When CBRE acquired ING Real Estate Investment Management (ING REIM) last year, aside from becoming the world’s biggest real estate investment manager, the Los Angeles-based property services company also inherited a sizeable suite of pooled investment funds. However, in a recent conversation with PERE, global president Matt Khourie explains how currently the firm is seeing approximately twice as much capital coming into its separate accounts programme as it sees coming into its funds. Here is a snapshot from that conversation:
PERE: Can you provide an update on the business following the merger with ING REIM?
Matt Khourie: One area of growth that has been probably the most satisfying is our ability to build on our relationships in one region in order to migrate capital for those investor clients to other parts of the world through our expanded platform. We’re experiencing cross-border flows that are greater than we’ve ever had, and a lot of it comes out of the merger. Certain relationships we didn’t previously have, for example in Asia, now have matured to the point where they want to look to place capital either in the US or in Europe, and we’ve been able to accomplish this with our new platform. A lot of our growth has been in the separate account arena and has been via these cross-border capital flows.
PERE: Can you talk a little more about your growth in the separate account arena?
MK: We have kept all of our legacy separate account clients and have been able to add a few select new cross-border accounts that desire to have exposure in the US, in the UK, in Asia, and to a lesser extent, in continental Europe. It’s not a large number of new clients, but the ones that we’ve added are substantial. They are looking for big deal ticket sizes in the range of $50 million to $250 million of equity for each individual investment.
PERE: Can you break down how much capital is going into separate accounts versus funds?
MK: What we’re generally seeing is approximately twice as much capital going into separate accounts versus funds, if you look at those two independently. I would say separate accounts certainly are the preference du jour. Things will change, but it goes back to the concept of most investors wanting to go through this uncertain period with more control.

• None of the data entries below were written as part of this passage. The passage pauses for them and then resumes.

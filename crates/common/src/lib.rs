//! Shared types for the tor-request workspace
//!
//! Configuration errors used by the binary's config loader, and the `Secret`
//! wrapper that keeps the Tor control password out of logs.

mod error;
mod secret;

pub use error::{Error, Result};
pub use secret::Secret;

Separate accounts afford more control, more decision-making for the investor.
PERE: Overall, how do you see the global real estate investment scene now compared to how it was at the end of 2011?

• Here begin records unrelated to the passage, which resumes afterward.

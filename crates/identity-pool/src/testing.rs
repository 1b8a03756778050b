//! In-process fakes for the control channel, the SOCKS transport and the
//! reporter.
//!
//! `FakeNetwork` plays the Tor daemon: each rotation moves to the next
//! scripted exit, and sessions built afterwards answer the probe URL with
//! that exit address. Target requests are answered from a per-exit script.

use std::collections::{HashMap, HashSet, VecDeque};
use std::future::Future;
use std::pin::Pin;
use std::sync::atomic::{AtomicU32, Ordering};
use std::sync::{Arc, Mutex, MutexGuard, Weak};
use std::time::Duration;

use tempfile::TempDir;
use tor_control::ControlChannel;
use transport::{HttpResponse, HttpSession, SessionBuilder, TransportError};

use crate::cache::{CacheRecord, CachedSession, IdentityCache};
use crate::factory::{FactorySettings, IdentityFactory};
use crate::pool::{PoolSettings, SessionPool};
use crate::report::{PoolEvent, Reporter};
use crate::validator::Validator;

pub(crate) const PROBE_URL: &str = "http://probe.test/ip";

type BoxFuture<'a, T> = Pin<Box<dyn Future<Output = T> + Send + 'a>>;

/// A session with one fixed answer for every URL.
pub(crate) struct StaticSession {
    reply: Option<HttpResponse>,
    hang: bool,
}

impl StaticSession {
    pub(crate) fn ok() -> Self {
        Self::body(200, r#"{"ip": "198.51.100.1"}"#)
    }

    pub(crate) fn status(status: u16) -> Self {
        Self::body(status, "")
    }

    pub(crate) fn body(status: u16, body: &str) -> Self {
        Self {
            reply: Some(HttpResponse::new(status, body)),
            hang: false,
        }
    }

    pub(crate) fn broken() -> Self {
        Self {
            reply: None,
            hang: false,
        }
    }

    pub(crate) fn hanging() -> Self {
        Self {
            reply: None,
            hang: true,
        }
    }
}

impl HttpSession for StaticSession {
    fn get<'a>(
        &'a self,
        _url: &'a str,
        _timeout: Duration,
    ) -> BoxFuture<'a, transport::Result<HttpResponse>> {
        Box::pin(async move {
            if self.hang {
                std::future::pending::<()>().await;
            }
            self.reply
                .clone()
                .ok_or_else(|| TransportError::Connect("connection refused".into()))
        })
    }
}

/// Scripted answer to a target request.
#[derive(Debug, Clone, Copy)]
pub(crate) enum Scripted {
    Status(u16),
    TransportError,
}

struct NetState {
    exits: VecDeque<String>,
    current: Option<String>,
    failing_rotations: u32,
    rotations: u32,
    builds: usize,
    dead_builds: HashSet<usize>,
    flaky_exits: HashSet<String>,
    scripts: HashMap<String, VecDeque<Scripted>>,
    default_reply: Scripted,
    sends: Vec<Option<String>>,
    in_flight: HashSet<String>,
    overlaps: usize,
    closed: usize,
}

pub(crate) struct FakeNetwork {
    me: Weak<FakeNetwork>,
    state: Mutex<NetState>,
}

impl FakeNetwork {
    /// A network whose successive rotations land on `exits`, in order.
    pub(crate) fn with_exits(exits: &[&str]) -> Arc<Self> {
        Arc::new_cyclic(|me| Self {
            me: me.clone(),
            state: Mutex::new(NetState {
                exits: exits.iter().map(|e| e.to_string()).collect(),
                current: None,
                failing_rotations: 0,
                rotations: 0,
                builds: 0,
                dead_builds: HashSet::new(),
                flaky_exits: HashSet::new(),
                scripts: HashMap::new(),
                default_reply: Scripted::Status(200),
                sends: Vec::new(),
                in_flight: HashSet::new(),
                overlaps: 0,
                closed: 0,
            }),
        })
    }

    /// Factory settings pointed at the fake probe, with no settle delay.
    pub(crate) fn factory_settings() -> FactorySettings {
        FactorySettings {
            probe_url: PROBE_URL.to_string(),
            probe_timeout: Duration::from_secs(10),
            settle_delay: Duration::ZERO,
        }
    }

    pub(crate) fn validator() -> Validator {
        Validator::new(PROBE_URL, Duration::from_secs(10))
    }

    fn lock(&self) -> MutexGuard<'_, NetState> {
        self.state.lock().unwrap()
    }

    pub(crate) fn fail_next_rotations(&self, n: u32) {
        self.lock().failing_rotations = n;
    }

    /// Sessions from the `n`th build (1-based) fail every request.
    pub(crate) fn kill_build(&self, n: usize) {
        self.lock().dead_builds.insert(n);
    }

    /// The exit answers its first probe, then stops responding to probes.
    pub(crate) fn flaky_exit(&self, exit: &str) {
        self.lock().flaky_exits.insert(exit.to_string());
    }

    /// Queue target replies for sessions exiting through `exit`.
    pub(crate) fn script(&self, exit: &str, replies: &[Scripted]) {
        self.lock()
            .scripts
            .entry(exit.to_string())
            .or_default()
            .extend(replies.iter().copied());
    }

    /// Reply used once an exit's script is empty.
    pub(crate) fn set_default_reply(&self, reply: Scripted) {
        self.lock().default_reply = reply;
    }

    pub(crate) fn rotations(&self) -> u32 {
        self.lock().rotations
    }

    pub(crate) fn builds(&self) -> usize {
        self.lock().builds
    }

    /// Exit of every target request sent, in order.
    pub(crate) fn sends(&self) -> Vec<Option<String>> {
        self.lock().sends.clone()
    }

    /// Times two target requests were in flight through the same exit.
    pub(crate) fn overlaps(&self) -> usize {
        self.lock().overlaps
    }

    /// Sessions dropped so far.
    pub(crate) fn closed(&self) -> usize {
        self.lock().closed
    }
}

impl ControlChannel for FakeNetwork {
    fn request_new_circuit(&self) -> BoxFuture<'_, tor_control::Result<()>> {
        Box::pin(async move {
            let mut state = self.lock();
            state.rotations += 1;
            if state.failing_rotations > 0 {
                state.failing_rotations -= 1;
                return Err(tor_control::Error::Authentication("scripted failure".into()));
            }
            match state.exits.pop_front() {
                Some(exit) => {
                    state.current = Some(exit);
                    Ok(())
                }
                None => Err(tor_control::Error::Connect("no circuits left".into())),
            }
        })
    }
}

impl SessionBuilder for FakeNetwork {
    fn build(&self) -> transport::Result<Box<dyn HttpSession>> {
        let net = self
            .me
            .upgrade()
            .ok_or_else(|| TransportError::Build("network dropped".into()))?;
        let mut state = self.lock();
        state.builds += 1;
        let dead = state.dead_builds.contains(&state.builds);
        let exit = state.current.clone();
        drop(state);
        Ok(Box::new(FakeSession {
            net,
            exit,
            dead,
            probes: AtomicU32::new(0),
        }))
    }
}

struct FakeSession {
    net: Arc<FakeNetwork>,
    exit: Option<String>,
    dead: bool,
    probes: AtomicU32,
}

impl FakeSession {
    fn probe(&self) -> transport::Result<HttpResponse> {
        let previous = self.probes.fetch_add(1, Ordering::SeqCst);
        let flaky = self
            .exit
            .as_ref()
            .is_some_and(|exit| self.net.lock().flaky_exits.contains(exit));
        if flaky && previous > 0 {
            return Err(TransportError::Timeout(Duration::from_secs(10)));
        }
        let ip = self.exit.as_deref().unwrap_or("192.0.2.1");
        Ok(HttpResponse::new(200, format!(r#"{{"ip": "{ip}"}}"#)))
    }

    async fn target(&self) -> transport::Result<HttpResponse> {
        let reply = {
            let mut state = self.net.lock();
            state.sends.push(self.exit.clone());
            if let Some(exit) = &self.exit {
                if !state.in_flight.insert(exit.clone()) {
                    state.overlaps += 1;
                }
            }
            let default = state.default_reply;
            self.exit
                .as_ref()
                .and_then(|exit| state.scripts.get_mut(exit))
                .and_then(|script| script.pop_front())
                .unwrap_or(default)
        };

        // Give other workers a chance to collide on this exit
        tokio::task::yield_now().await;

        if let Some(exit) = &self.exit {
            self.net.lock().in_flight.remove(exit);
        }
        match reply {
            Scripted::Status(status) => Ok(HttpResponse::new(status, "<html>target page</html>")),
            Scripted::TransportError => Err(TransportError::Connect("circuit collapsed".into())),
        }
    }
}

impl HttpSession for FakeSession {
    fn get<'a>(
        &'a self,
        url: &'a str,
        _timeout: Duration,
    ) -> BoxFuture<'a, transport::Result<HttpResponse>> {
        Box::pin(async move {
            if self.dead {
                return Err(TransportError::Connect("dead circuit".into()));
            }
            if url == PROBE_URL {
                self.probe()
            } else {
                self.target().await
            }
        })
    }
}

impl Drop for FakeSession {
    fn drop(&mut self) {
        if let Ok(mut state) = self.net.state.lock() {
            state.closed += 1;
        }
    }
}

/// Collects every reported event.
#[derive(Default)]
pub(crate) struct RecordingReporter {
    events: Mutex<Vec<PoolEvent>>,
}

impl RecordingReporter {
    pub(crate) fn events(&self) -> Vec<PoolEvent> {
        self.events.lock().unwrap().clone()
    }

    pub(crate) fn count(&self, predicate: impl Fn(&PoolEvent) -> bool) -> usize {
        self.events.lock().unwrap().iter().filter(|e| predicate(e)).count()
    }
}

impl Reporter for RecordingReporter {
    fn report(&self, event: &PoolEvent) {
        self.events.lock().unwrap().push(event.clone());
    }
}

/// Open a pool on `net` with its cache in `dir` and no backoff.
pub(crate) async fn open_pool(
    net: &Arc<FakeNetwork>,
    dir: &TempDir,
) -> (SessionPool, Arc<RecordingReporter>) {
    let reporter = Arc::new(RecordingReporter::default());
    let pool = SessionPool::open(
        IdentityFactory::new(net.clone(), net.clone(), FakeNetwork::factory_settings()),
        FakeNetwork::validator(),
        IdentityCache::new(dir.path().join("cache.json")),
        PoolSettings {
            max_fresh_attempts: 10,
            fresh_backoff: Duration::ZERO,
        },
        reporter.clone(),
    )
    .await;
    (pool, reporter)
}

/// Write a cache file naming `entries` as live sessions, in the given order.
pub(crate) async fn seed_cache(dir: &TempDir, entries: &[(&str, u16)]) {
    let record = CacheRecord {
        ips: entries.iter().map(|(ip, _)| ip.to_string()).collect(),
        sessions: entries
            .iter()
            .map(|(ip, port)| CachedSession {
                ip: ip.to_string(),
                port: *port,
            })
            .collect(),
    };
    IdentityCache::new(dir.path().join("cache.json"))
        .save(&record)
        .await
        .unwrap();
}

MK: It’s changed a fair amount. The Euro crisis still hasn’t sorted itself out yet. It was hoped that there would be more certainty today, but the clarity still isn’t there. The US is perceived as a safe haven in a lot of ways, and that’s why you’re seeing core pricing here, especially in the US gateway cities, has continued to get more expensive. One thing that we ask ourselves, that we really weren’t asking at the end of 2011, is how much more money do we really want to put in the gateway cities with strong core product, because the pricing has become so high. We’re still buying core, but we’re trying to buy core in situations where we’re not having to bid up the pricing to levels that we’re not comfortable with. Many investors have less comfort investing in Asia right now compared to late 2011 just because the market wants the “hard landing” question answered – and it still hasn’t been answered. Our belief is that residential prices seem to have bottomed out in most of China, and the Chinese government still has a lot of ammunition in its toolkit to stimulate its economy. I think you’ll start seeing more capital flow to China in the next 12 months than you’ve seen in the last eight or nine months.

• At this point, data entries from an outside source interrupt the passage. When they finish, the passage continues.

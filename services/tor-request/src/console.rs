//! Console output: per-event lines on stdout and the end-of-run summary

use std::fmt;
use std::io::Write;

use identity_pool::{PoolEvent, Reporter, RequestOutcome, RequestResult, TracingReporter};

use crate::metrics;

/// Prints each event's text on stdout, records metrics, and mirrors the
/// event into the log.
#[derive(Debug, Default)]
pub struct ConsoleReporter;

impl Reporter for ConsoleReporter {
    fn report(&self, event: &PoolEvent) {
        metrics::record_event(event);
        TracingReporter.report(event);
        if is_user_facing(event) {
            let mut stdout = std::io::stdout().lock();
            let _ = writeln!(stdout, "{event}");
        }
    }
}

/// Events worth a line on stdout. The rest only go to the log.
fn is_user_facing(event: &PoolEvent) -> bool {
    !matches!(
        event,
        PoolEvent::RequestStarted { .. }
            | PoolEvent::CacheWriteFailed { .. }
            | PoolEvent::IdentityRejected { identity: None, .. }
    )
}

/// Totals over a finished run.
#[derive(Debug, Clone, Copy, PartialEq, Eq)]
pub struct RunSummary {
    pub requested: usize,
    pub done: usize,
    pub failed: usize,
}

impl RunSummary {
    pub fn from_outcomes(requested: usize, outcomes: &[RequestOutcome]) -> Self {
        let done = outcomes.iter().filter(|o| o.result.is_done()).count();
        let failed = outcomes
            .iter()
            .filter(|o| matches!(o.result, RequestResult::Failed { .. }))
            .count();
        Self {
            requested,
            done,
            failed,
        }
    }

    pub fn all_done(&self) -> bool {
        self.done == self.requested
    }
}

impl fmt::Display for RunSummary {
    fn fmt(&self, f: &mut fmt::Formatter<'_>) -> fmt::Result {
        write!(
            f,
            "Completed {}/{} requests ({} failed)",
            self.done, self.requested, self.failed
        )
    }
}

PERE: What’s your outlook for the private real estate investment management industry?
MK: I think you’re going to continue to see a consolidation in our industry. We’re seeing a lot of smaller platforms that are stuck in no-man’s land, trying to figure out what their next step is. These firms may have one or two funds that they’ve put together, and the last fund hasn’t performed well because of vintage issues. They can’t raise new money, but they still have a fund to run, and they have to determine how to create an operating platform large enough to get out of no-man’s land. I think a lot of investment managers are still trying to figure this situation out. Some will be able to ultimately raise new capital and find their way, some will come to work for larger platforms like ourselves, and some will get out of the business and do something totally different in the industry.